The researchers say human civilization is an "immature technosphere," consisting of a collection of human-made systems and technology that directly and adversely affects the planet — but lacks the ability to maintain its initial relationship to the planet. For example, most of the energy we use relies on fossil fuels that fundamentally alter the planet's atmosphere and oceans.
Human technology reigns
Make no mistake: this technology will threaten humanity's chances at survival. And to change the planet's atmosphere into a non-habitable state, humans will have to work together.
There are many ways we could do this, and have been able to for centuries. But Frank and his colleagues suggest a four-stage heuristic for their "thought experiment," and propose that these might be stages in the evolution of a planetary intelligence more broadly.
Stage 1 is the "immature biosphere," which the researchers say happened when the Earth was very young, billions of years ago. This was before a technological species had matured, when microbes existed, but not plants. Global feedback loops couldn't happen yet, since there was no mature biosphere.

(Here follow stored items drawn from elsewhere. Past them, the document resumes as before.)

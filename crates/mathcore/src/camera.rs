//! First-person fly camera: velocity-integrated WASD movement plus
//! cursor-driven look, producing a world-to-camera matrix.

use crate::{DMat4, DQuat, DVec3, dvec3};

const ROTATION_SCALE: f64 = 0.01;
const ACCELERATION: f64 = 15.0;
const DAMPING: f64 = 0.15;
const FOV_Y_RAD: f64 = std::f64::consts::FRAC_PI_3;
const Z_NEAR: f64 = 0.01;
const Z_FAR: f64 = 100.0;
/// Depth-range compression factor. Shrinking z after projection does not move
/// anything on screen; it just keeps far geometry inside the clip volume.
const Z_SQUASH: f64 = 0.01;

/// Per-frame control sample consumed by [`FlyCamera::update`].
#[derive(Clone, Copy, Debug)]
pub struct CameraInput {
    /// When false the frame is ignored and velocity resets, so regaining
    /// focus does not jump the camera.
    pub active: bool,
    pub forward: bool,
    pub back: bool,
    pub left: bool,
    pub right: bool,
    pub cursor_dx: f64,
    pub cursor_dy: f64,
    pub delta_time_ms: u32,
}

impl Default for CameraInput {
    fn default() -> Self {
        Self {
            active: true,
            forward: false,
            back: false,
            left: false,
            right: false,
            cursor_dx: 0.0,
            cursor_dy: 0.0,
            delta_time_ms: 16,
        }
    }
}

/// Free-flying first-person camera.
#[derive(Clone, Copy, Debug)]
pub struct FlyCamera {
    pub position: DVec3,
    /// Unit view direction.
    pub direction: DVec3,
    pub velocity: DVec3,
    pub aspect_ratio: f64,
}

impl FlyCamera {
    pub fn new(position: DVec3, direction: DVec3) -> Self {
        Self {
            position,
            direction: direction.normalize(),
            velocity: DVec3::ZERO,
            aspect_ratio: 1.0,
        }
    }

    /// Rotate the view direction from cursor deltas about the given up.
    pub fn turn(&mut self, cursor_dx: f64, cursor_dy: f64, up: DVec3) {
        let right = self.direction.cross(up);
        let spin =
            DQuat::from_scaled_axis(up * (ROTATION_SCALE * cursor_dx) + right * (ROTATION_SCALE * cursor_dy));
        self.direction = (spin * self.direction).normalize();
    }

    /// Integrate key input into velocity. Held keys accelerate along the
    /// forward/right axes; released axes are damped, including the vertical
    /// component (otherwise turning mid-glide leaves residual drift).
    pub fn accelerate(&mut self, input: &CameraInput, up: DVec3, dt: f64) {
        let forwards = self.direction;
        let right = forwards.cross(up);
        if input.forward {
            self.velocity += ACCELERATION * dt * forwards;
        } else if input.back {
            self.velocity -= ACCELERATION * dt * forwards;
        } else {
            self.velocity -= DAMPING * self.velocity.dot(forwards) * forwards;
        }
        if input.right {
            self.velocity += ACCELERATION * dt * right;
        } else if input.left {
            self.velocity -= ACCELERATION * dt * right;
        } else {
            self.velocity -= DAMPING * self.velocity.dot(right) * right;
        }
        let camera_up = forwards.cross(right);
        self.velocity -= DAMPING * self.velocity.dot(camera_up) * camera_up;
    }

    #[inline]
    pub fn update(&mut self, input: &CameraInput) {
        self.update_with_up(input, DVec3::Y);
    }

    /// Advance one frame with an explicit up vector (the maze walker feeds a
    /// room-dependent up here).
    pub fn update_with_up(&mut self, input: &CameraInput, up: DVec3) {
        if !input.active {
            self.velocity = DVec3::ZERO;
            return;
        }
        let dt = input.delta_time_ms as f64 / 1000.0;
        self.turn(input.cursor_dx, input.cursor_dy, up);
        self.position += self.velocity * dt;
        self.accelerate(input, up, dt);
    }

    #[inline]
    pub fn view_matrix(&self) -> DMat4 {
        self.view_matrix_with_up(DVec3::Y)
    }

    /// World-to-camera matrix: depth squash, GL-style perspective, look-at
    /// from the origin toward the view direction, camera translation.
    pub fn view_matrix_with_up(&self, up: DVec3) -> DMat4 {
        DMat4::from_scale(dvec3(1.0, 1.0, Z_SQUASH))
            * DMat4::perspective_rh_gl(FOV_Y_RAD, self.aspect_ratio.max(1e-6), Z_NEAR, Z_FAR)
            * DMat4::look_at_rh(DVec3::ZERO, self.direction, up)
            * DMat4::from_translation(-self.position)
    }
}

impl Default for FlyCamera {
    fn default() -> Self {
        Self::new(DVec3::ZERO, dvec3(0.0, 0.0, -1.0))
    }
}
//! Headless driver for the gallery3d demos.
//! Picks a demo from the CLI and logs what the compute side produces.

use anyhow::{Context, Result};

use mathcore::{Axis, CameraInput, Transform, TransformList, TransformOp, format_matrix};

#[derive(Clone, Copy, Debug, PartialEq, Eq)]
enum Demo {
    Transforms,
    Maze,
    Fractal,
    Arm,
}

struct Options {
    demo: Demo,
    seed: u64,
    size: usize,
    iters: u32,
    perspective: f64,
    angle: f64,
    spin_axis: Option<Axis>,
    out: Option<String>,
    input: Option<String>,
    obj: Option<String>,
}

fn parse_options() -> Result<Options> {
    // Accept: --demo=transforms|maze|fractal|arm plus per-demo knobs.
    let mut opts = Options {
        demo: Demo::Transforms,
        seed: 1,
        size: 64,
        iters: 50,
        perspective: 0.0,
        angle: 45.0,
        spin_axis: None,
        out: None,
        input: None,
        obj: None,
    };
    for arg in std::env::args().skip(1) {
        if let Some(val) = arg.strip_prefix("--demo=") {
            opts.demo = match val.to_ascii_lowercase().as_str() {
                "transforms" => Demo::Transforms,
                "maze" => Demo::Maze,
                "fractal" => Demo::Fractal,
                "arm" => Demo::Arm,
                other => {
                    eprintln!("[warn] Unknown demo '{}', falling back to transforms.", other);
                    Demo::Transforms
                }
            };
        } else if let Some(val) = arg.strip_prefix("--seed=") {
            opts.seed = val.parse().with_context(|| format!("Bad --seed value '{val}'"))?;
        } else if let Some(val) = arg.strip_prefix("--size=") {
            opts.size = val.parse().with_context(|| format!("Bad --size value '{val}'"))?;
        } else if let Some(val) = arg.strip_prefix("--iters=") {
            opts.iters = val.parse().with_context(|| format!("Bad --iters value '{val}'"))?;
        } else if let Some(val) = arg.strip_prefix("--perspective=") {
            opts.perspective = val
                .parse()
                .with_context(|| format!("Bad --perspective value '{val}'"))?;
        } else if let Some(val) = arg.strip_prefix("--angle=") {
            opts.angle = val.parse().with_context(|| format!("Bad --angle value '{val}'"))?;
        } else if let Some(val) = arg.strip_prefix("--spin-axis=") {
            opts.spin_axis = Some(val.parse::<Axis>()?);
        } else if let Some(val) = arg.strip_prefix("--out=") {
            opts.out = Some(val.to_string());
        } else if let Some(val) = arg.strip_prefix("--in=") {
            opts.input = Some(val.to_string());
        } else if let Some(val) = arg.strip_prefix("--obj=") {
            opts.obj = Some(val.to_string());
        } else {
            eprintln!("[warn] Ignoring unknown argument '{}'.", arg);
        }
    }
    Ok(opts)
}

fn main() -> Result<()> {
    env_logger::Builder::from_env(env_logger::Env::default().default_filter_or("info")).init();

    let opts = parse_options()?;
    log::info!("Starting gallery3d demo driver: {:?}", opts.demo);
    match opts.demo {
        Demo::Transforms => run_transforms(&opts)?,
        Demo::Maze => run_maze(&opts),
        Demo::Fractal => run_fractal(&opts)?,
        Demo::Arm => run_arm(&opts)?,
    }
    log::info!("Done.");
    Ok(())
}

/// The transform list a fresh demo page starts from, as it would arrive from
/// the server: serialized with ids and kind tags.
const SAVED_TRANSFORMS: &str = r#"[
    {"id": 1, "kind": "translate", "x": 0.20, "y": 0.00, "z": 0.00},
    {"id": 2, "kind": "rotate", "angle_degrees": 30.0, "axis": "y"},
    {"id": 3, "kind": "scale", "x": 1.50, "y": 1.50, "z": 1.50},
    {"id": 4, "kind": "invert", "target": 1}
]"#;

fn run_transforms(opts: &Options) -> Result<()> {
    let saved: Vec<Transform> =
        serde_json::from_str(SAVED_TRANSFORMS).context("Failed to revive saved transforms")?;
    let mut list = TransformList::from_saved(saved);

    if let Some(axis) = opts.spin_axis {
        let id = list.push(TransformOp::Rotate {
            angle_degrees: opts.angle,
            axis,
        });
        log::info!("Appended rotate (id {id})");
    }

    for (i, t) in list.as_slice().iter().enumerate() {
        println!("({}) {}", i + 1, t.label(list.as_slice()));
    }
    let combined = list.compose(opts.perspective);
    print!("{}", format_matrix(&combined));
    Ok(())
}

fn run_maze(opts: &Options) {
    let maze = maze::Maze::generate_with_seed(opts.seed);
    log::info!(
        "Maze buffers: {} position floats, {} normal floats, {} uv floats",
        maze.positions_f32().len(),
        maze.normals_f32().len(),
        maze.uvs_f32().len()
    );
    let sky = geom::primitives::skybox(100.0);
    log::info!(
        "Skybox buffer: {} position floats",
        geom::buffers::positions_f32(&sky).len()
    );

    // Take a short walk to exercise the collision/handoff path.
    let mut walker = maze::Walker::new(maze);
    let input = CameraInput {
        forward: true,
        ..Default::default()
    };
    for _ in 0..240 {
        walker.update(&input);
    }
    log::info!(
        "Walker after 240 frames: room {:?}, position {:?}",
        walker.room(),
        walker.camera().position
    );
    print!("{}", format_matrix(&walker.view_matrix()));
}

fn run_fractal(opts: &Options) -> Result<()> {
    // Either mesh an existing layer PNG or render a fresh Julia layer.
    let layer = match &opts.input {
        Some(path) => fractal::Layer::load_png(path)?,
        None => fractal::Layer::julia(opts.size, -0.76, 0.15, opts.iters),
    };
    if let Some(path) = &opts.out {
        layer.save_png(path)?;
    }
    let mesh = fractal::extrude_layer(&layer);
    log::info!(
        "Fractal mesh: {} triangles, {} color floats",
        mesh.triangle_count(),
        mesh.colors.len()
    );
    Ok(())
}

fn run_arm(opts: &Options) -> Result<()> {
    if let Some(path) = &opts.obj {
        let polygons = geom::obj::load_obj_from_path(path)?;
        log::info!("Loaded {}: {} polygons", path, polygons.len());
    }

    let mut rig = arm::ArmRig::new();
    rig.set_target(mathcore::dvec3(1.5, 0.3, 0.0));
    // Sweep one axis at a time, the way the demo page's sliders drive it.
    for x in [1.0, 1.5, 2.0] {
        rig.set_target_x(x);
        log::info!("target x={x} -> end effector {:?}", rig.end_effector());
    }
    rig.set_target_y(0.8);
    rig.set_target_z(-0.5);
    log::info!(
        "IK target {:?} -> end effector {:?}",
        rig.target(),
        rig.end_effector()
    );

    for (i, snapshot) in rig.scene().snapshots().iter().enumerate() {
        log::info!(
            "node {}: {} triangle vertices",
            i,
            snapshot.triangle_vertices
        );
    }
    Ok(())
}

The second stage is the "mature biosphere," which was the Earth from roughly 2.5 billion to 540 million years ago. The continents stabilized, along with the emergence of plants and photosynthesis. Oxygen became abundant, and with it, the ozone layer. This created the biosphere, which may have contributed to levels of habitability necessary for us to evolve.
Third, of course, is us — in the "immature technosphere" of today, where interlinked systems of technology, computers, electricity, communication, and transportation reign. But none of them are integrated with the other systems of the planet, like the biosphere, atmosphere, or oceans.

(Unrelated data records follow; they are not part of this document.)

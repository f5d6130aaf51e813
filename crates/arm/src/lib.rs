//! Articulated arm demo: a parent-indexed scene graph plus an analytic
//! two-segment inverse-kinematics solver driving it.

pub mod rig;
pub mod scene;

pub use rig::ArmRig;
pub use scene::{NodeSnapshot, Scene, SceneNode};
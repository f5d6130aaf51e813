//! Line segments and the segment-vs-polygon crossing query used for exit
//! detection and wall collision.

use glam::DVec3;

use crate::bounds::Aabb;
use crate::polygon::Polygon;

const PLANE_EPS: f64 = 1e-9;

/// Directed line segment between two points.
#[derive(Clone, Copy, Debug)]
pub struct Segment {
    pub start: DVec3,
    pub end: DVec3,
}

impl Segment {
    #[inline]
    pub fn new(start: DVec3, end: DVec3) -> Self {
        Self { start, end }
    }

    #[inline]
    pub fn reversed(&self) -> Self {
        Self::new(self.end, self.start)
    }

    #[inline]
    pub fn bounds(&self) -> Aabb {
        Aabb::from_points(&[self.start, self.end])
    }

    /// Whether the segment passes through the polygon (touching counts).
    ///
    /// Both endpoints are expressed in the face frame; endpoints strictly on
    /// the same side of the plane cannot cross. Otherwise the plane hit point
    /// is interpolated and tested against the polygon outline.
    pub fn crosses(&self, polygon: &Polygon) -> bool {
        if !polygon.bounds().intersects(&self.bounds()) {
            return false;
        }
        let a = polygon.to_face_frame(self.start - polygon.origin());
        let b = polygon.to_face_frame(self.end - polygon.origin());

        let a_off = a.z.abs() > PLANE_EPS;
        let b_off = b.z.abs() > PLANE_EPS;
        if a_off && b_off && a.z.signum() == b.z.signum() {
            return false;
        }

        // Both endpoints (numerically) on the plane: test the midpoint.
        let t = if (b.z - a.z).abs() <= PLANE_EPS {
            0.5
        } else {
            -a.z / (b.z - a.z)
        };
        if !(0.0..=1.0).contains(&t) {
            return false;
        }
        let hit = a.truncate().lerp(b.truncate(), t);
        polygon.contains_relative(hit)
    }
}

#[cfg(test)]
mod tests {
    use super::*;
    use glam::dvec3;

    fn unit_quad() -> Polygon {
        Polygon::new(vec![
            dvec3(0.0, 0.0, 0.0),
            dvec3(1.0, 0.0, 0.0),
            dvec3(1.0, 1.0, 0.0),
            dvec3(0.0, 1.0, 0.0),
        ])
    }

    #[test]
    fn crossing_through_the_middle() {
        let quad = unit_quad();
        let seg = Segment::new(dvec3(0.5, 0.5, 1.0), dvec3(0.5, 0.5, -1.0));
        assert!(seg.crosses(&quad));
        assert!(seg.reversed().crosses(&quad));
    }

    #[test]
    fn touching_the_plane_counts() {
        let quad = unit_quad();
        let seg = Segment::new(dvec3(0.5, 0.5, 1.0), dvec3(0.5, 0.5, 0.0));
        assert!(seg.crosses(&quad));
    }

    #[test]
    fn stopping_short_does_not_cross() {
        let quad = unit_quad();
        let seg = Segment::new(dvec3(0.5, 0.5, 1.0), dvec3(0.5, 0.5, 0.1));
        assert!(!seg.crosses(&quad));
        let seg = Segment::new(dvec3(0.5, 0.5, -1.0), dvec3(0.5, 0.5, -0.1));
        assert!(!seg.crosses(&quad));
    }

    #[test]
    fn passing_outside_the_outline_does_not_cross() {
        let quad = unit_quad();
        let seg = Segment::new(dvec3(1.5, 1.5, 1.0), dvec3(1.5, 1.5, -1.0));
        assert!(!seg.crosses(&quad));
    }

    #[test]
    fn crossing_a_triangle_near_an_uncovered_corner() {
        let tri = Polygon::new(vec![
            dvec3(0.0, 0.0, 0.0),
            dvec3(1.0, 0.0, 0.0),
            dvec3(1.0, 1.0, 0.0),
        ]);
        // Inside the triangle's bounding box but outside the triangle.
        let seg = Segment::new(dvec3(0.05, 0.95, 1.0), dvec3(0.05, 0.95, -1.0));
        assert!(!seg.crosses(&tri));
        // Inside the triangle proper.
        let seg = Segment::new(dvec3(0.8, 0.4, 1.0), dvec3(0.8, 0.4, -1.0));
        assert!(seg.crosses(&tri));
    }
}
//! Procedural 3D maze: a randomly grown network of junction discs joined by
//! twisting corridors, realized into polygon rooms a first-person walker can
//! move through.

use geom::{Polygon, buffers};
use glam::{DQuat, DVec3};
use rand::rngs::StdRng;
use rand::{Rng, SeedableRng};

mod plan;
mod rooms;
mod walker;

pub use plan::{ConnectorId, MazePlan};
pub use rooms::{CorridorRoom, DeadEndRoom, JunctionRoom, Room};
pub use walker::Walker;

pub(crate) const CORRIDOR_WIDTH: f64 = 3.0;
pub(crate) const CORRIDOR_HEIGHT: f64 = 4.0;
pub(crate) const JUNCTION_RADIUS: f64 = 2.0;
pub(crate) const CORRIDOR_SUBDIVISIONS: usize = 20;
pub(crate) const MIN_CORRIDOR_LENGTH: f64 = 20.0;
pub(crate) const MAX_CORRIDOR_LENGTH: f64 = 60.0;
pub(crate) const MIN_TWIST_DEGREES: f64 = -120.0;
pub(crate) const MAX_TWIST_DEGREES: f64 = 120.0;
/// Connectors sprouted at this depth become dead ends unconditionally, so
/// growth always terminates.
pub(crate) const MAX_GROWTH_DEPTH: usize = 6;

/// Widest doorway pair that still fits side by side on the junction rim.
pub(crate) fn min_angle_between_corridors() -> f64 {
    2.0 * f64::atan((CORRIDOR_WIDTH / 2.0) / JUNCTION_RADIUS)
}

/// Identifies one room of the realized maze.
#[derive(Clone, Copy, Debug, PartialEq, Eq)]
pub enum RoomId {
    Junction(usize),
    Corridor(usize),
    DeadEnd(usize),
}

/// Spherical interpolation between two unit vectors; `t` may run slightly
/// outside [0, 1] when a walker overshoots a corridor end.
pub(crate) fn slerp_unit(a: DVec3, b: DVec3, t: f64) -> DVec3 {
    let arc = DQuat::from_rotation_arc(a, b);
    (DQuat::IDENTITY.slerp(arc, t) * a).normalize()
}

/// Fully realized maze: polygon rooms plus the exit faces wiring them up.
pub struct Maze {
    junctions: Vec<JunctionRoom>,
    corridors: Vec<CorridorRoom>,
    dead_ends: Vec<DeadEndRoom>,
}

impl Maze {
    /// Grow and realize a maze from entropy.
    pub fn generate() -> Self {
        Self::from_plan(&MazePlan::grow(&mut rand::thread_rng()))
    }

    /// Deterministic variant used by tests and the CLI `--seed` flag.
    pub fn generate_with_seed(seed: u64) -> Self {
        Self::from_plan(&MazePlan::grow(&mut StdRng::seed_from_u64(seed)))
    }

    pub fn from_plan(plan: &MazePlan) -> Self {
        let maze = Self {
            junctions: plan
                .junctions()
                .iter()
                .map(|j| JunctionRoom::build(j, plan))
                .collect(),
            corridors: plan
                .corridors()
                .iter()
                .map(|c| CorridorRoom::build(c, plan))
                .collect(),
            dead_ends: plan
                .dead_ends()
                .iter()
                .map(|d| DeadEndRoom::build(d, plan))
                .collect(),
        };
        log::info!(
            "Realized maze: {} junctions, {} corridors, {} dead ends, {} faces",
            maze.junctions.len(),
            maze.corridors.len(),
            maze.dead_ends.len(),
            maze.faces().len(),
        );
        maze
    }

    pub fn room(&self, id: RoomId) -> &dyn Room {
        match id {
            RoomId::Junction(i) => &self.junctions[i],
            RoomId::Corridor(i) => &self.corridors[i],
            RoomId::DeadEnd(i) => &self.dead_ends[i],
        }
    }

    /// The junction the walker starts in.
    pub fn start(&self) -> &JunctionRoom {
        &self.junctions[0]
    }

    pub fn junctions(&self) -> &[JunctionRoom] {
        &self.junctions
    }

    pub fn corridors(&self) -> &[CorridorRoom] {
        &self.corridors
    }

    pub fn dead_ends(&self) -> &[DeadEndRoom] {
        &self.dead_ends
    }

    /// Every displayed face of every room.
    pub fn faces(&self) -> Vec<Polygon> {
        self.corridors
            .iter()
            .flat_map(|c| c.faces())
            .chain(self.junctions.iter().flat_map(|j| j.faces()))
            .chain(self.dead_ends.iter().flat_map(|d| d.faces()))
            .cloned()
            .collect()
    }

    pub fn positions_f32(&self) -> Vec<f32> {
        buffers::positions_f32(&self.faces())
    }

    pub fn normals_f32(&self) -> Vec<f32> {
        buffers::normals_f32(&self.faces())
    }

    pub fn uvs_f32(&self) -> Vec<f32> {
        buffers::uvs_f32(&self.faces())
    }
}

/// Sample a twist angle (radians) for the far end of a new corridor.
pub(crate) fn sample_twist<R: Rng + ?Sized>(rng: &mut R) -> f64 {
    rng.gen_range(MIN_TWIST_DEGREES..MAX_TWIST_DEGREES).to_radians()
}

#[cfg(test)]
mod tests {
    use super::*;

    #[test]
    fn growth_produces_a_tree() {
        for seed in [1, 7, 42] {
            let plan = MazePlan::grow(&mut StdRng::seed_from_u64(seed));
            // Every corridor adds exactly one new connector to the single
            // starting junction.
            assert_eq!(
                plan.corridors().len(),
                plan.junctions().len() + plan.dead_ends().len() - 1,
                "seed {seed}"
            );
            // The root always sprouts three corridors.
            assert!(plan.corridors().len() >= 3);
        }
    }

    #[test]
    fn generation_is_deterministic_per_seed() {
        let a = MazePlan::grow(&mut StdRng::seed_from_u64(5));
        let b = MazePlan::grow(&mut StdRng::seed_from_u64(5));
        assert_eq!(a.junctions().len(), b.junctions().len());
        assert_eq!(a.dead_ends().len(), b.dead_ends().len());
        let pa = a.junctions()[0].point;
        let pb = b.junctions()[0].point;
        assert_eq!(pa, pb);
    }

    #[test]
    fn realized_rooms_have_expected_face_counts() {
        let maze = Maze::generate_with_seed(3);
        for junction in maze.junctions() {
            // Floor, ceiling, and one wall per doorway.
            assert_eq!(junction.faces().len(), 2 + junction.exits().len());
            assert!(junction.exits().len() >= 2);
        }
        for corridor in maze.corridors() {
            assert_eq!(corridor.faces().len(), 4 * CORRIDOR_SUBDIVISIONS);
            assert_eq!(corridor.exits().len(), 2);
        }
        for dead_end in maze.dead_ends() {
            assert_eq!(dead_end.faces().len(), 1);
            assert_eq!(dead_end.exits().len(), 1);
        }
    }

    #[test]
    fn buffers_stay_in_step() {
        let maze = Maze::generate_with_seed(11);
        let vertices = buffers::triangle_vertex_count(&maze.faces());
        assert!(vertices > 0);
        assert_eq!(maze.positions_f32().len(), vertices * 4);
        assert_eq!(maze.normals_f32().len(), vertices * 4);
        assert_eq!(maze.uvs_f32().len(), vertices * 2);
    }

    #[test]
    fn slerp_unit_endpoints_and_midpoint() {
        let a = DVec3::Y;
        let b = DVec3::X;
        assert!(slerp_unit(a, b, 0.0).abs_diff_eq(a, 1e-12));
        assert!(slerp_unit(a, b, 1.0).abs_diff_eq(b, 1e-9));
        let mid = slerp_unit(a, b, 0.5);
        assert!((mid.length() - 1.0).abs() < 1e-12);
        assert!((mid.dot(a) - mid.dot(b)).abs() < 1e-9);
    }
}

"Instead, it draws energy from Earth's systems in ways that will drive the whole into a new state that likely doesn't include the technosphere itself," say researchers in a statement released with their findings.

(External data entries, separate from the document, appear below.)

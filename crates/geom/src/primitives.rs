//! Procedural polygon primitives shared by the demos.

use glam::{DVec3, dvec3};

use crate::polygon::Polygon;

/// Cube of six quads centered on the origin, used as a distant backdrop
/// around a scene. Face normals point away from the origin.
pub fn skybox(scale: f64) -> Vec<Polygon> {
    cuboid(DVec3::ZERO, DVec3::splat(0.5 * scale))
}

/// Axis-aligned box with outward face normals.
pub fn cuboid(center: DVec3, half_extents: DVec3) -> Vec<Polygon> {
    let h = half_extents;
    let corner = |sx: f64, sy: f64, sz: f64| center + dvec3(sx * h.x, sy * h.y, sz * h.z);

    let frb = corner(1.0, -1.0, 1.0);
    let flb = corner(-1.0, -1.0, 1.0);
    let frt = corner(1.0, 1.0, 1.0);
    let flt = corner(-1.0, 1.0, 1.0);
    let brb = corner(1.0, -1.0, -1.0);
    let blb = corner(-1.0, -1.0, -1.0);
    let brt = corner(1.0, 1.0, -1.0);
    let blt = corner(-1.0, 1.0, -1.0);

    vec![
        // +Z
        Polygon::new(vec![frt, frb, flb, flt]),
        // +X
        Polygon::new(vec![frt, brt, brb, frb]),
        // -X
        Polygon::new(vec![flt, flb, blb, blt]),
        // +Y
        Polygon::new(vec![frt, flt, blt, brt]),
        // -Y
        Polygon::new(vec![frb, brb, blb, flb]),
        // -Z
        Polygon::new(vec![brt, blt, blb, brb]),
    ]
}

In this phase of the researchers' module-friendly system, the technosphere is going to destroy itself.
Toward a "mature technosphere"
And the answer to this plight, according to the researchers, is stage 4: a "mature technosphere." In this hypothetical stage, the technosphere is fully integrated with the Earth's systems, and actively works to maintain its habitability and long-term survival — like the network of fungi helping a starving region of a forest. "Planets evolve through immature and mature stages, and planetary intelligence is indicative of when you get a mature planet," says Frank.
"The million-dollar question is figuring out what planetary intelligence looks like and means for us in practice because we don't know how to move to a mature technosphere yet," adds Frank.
Right now, nearly every industry around the globe — from energy production to the automotive industry — is working to slow its pull on the Earth's resources. Much of the technology we've created to help us do that, like lithium-ion batteries and carbon capture, leave much to be desired.
Sustainable encouragement - And a heuristic of social progress like Frank and his colleagues' could be one way of creating a better understanding of where we're going.
But it's important to remember that just because we can imagine a goal, doesn't mean it's the correct one, or even one that exists at all. Sometimes the light at the end of the tunnel is, indeed, another oncoming train.
Suffice to say that while the human "technosphere" needs to adapt to a more balanced relationship with the Earth's systems, in the end it won't be the ways we imagined we'd get there, but the journey itself, that gets the job done.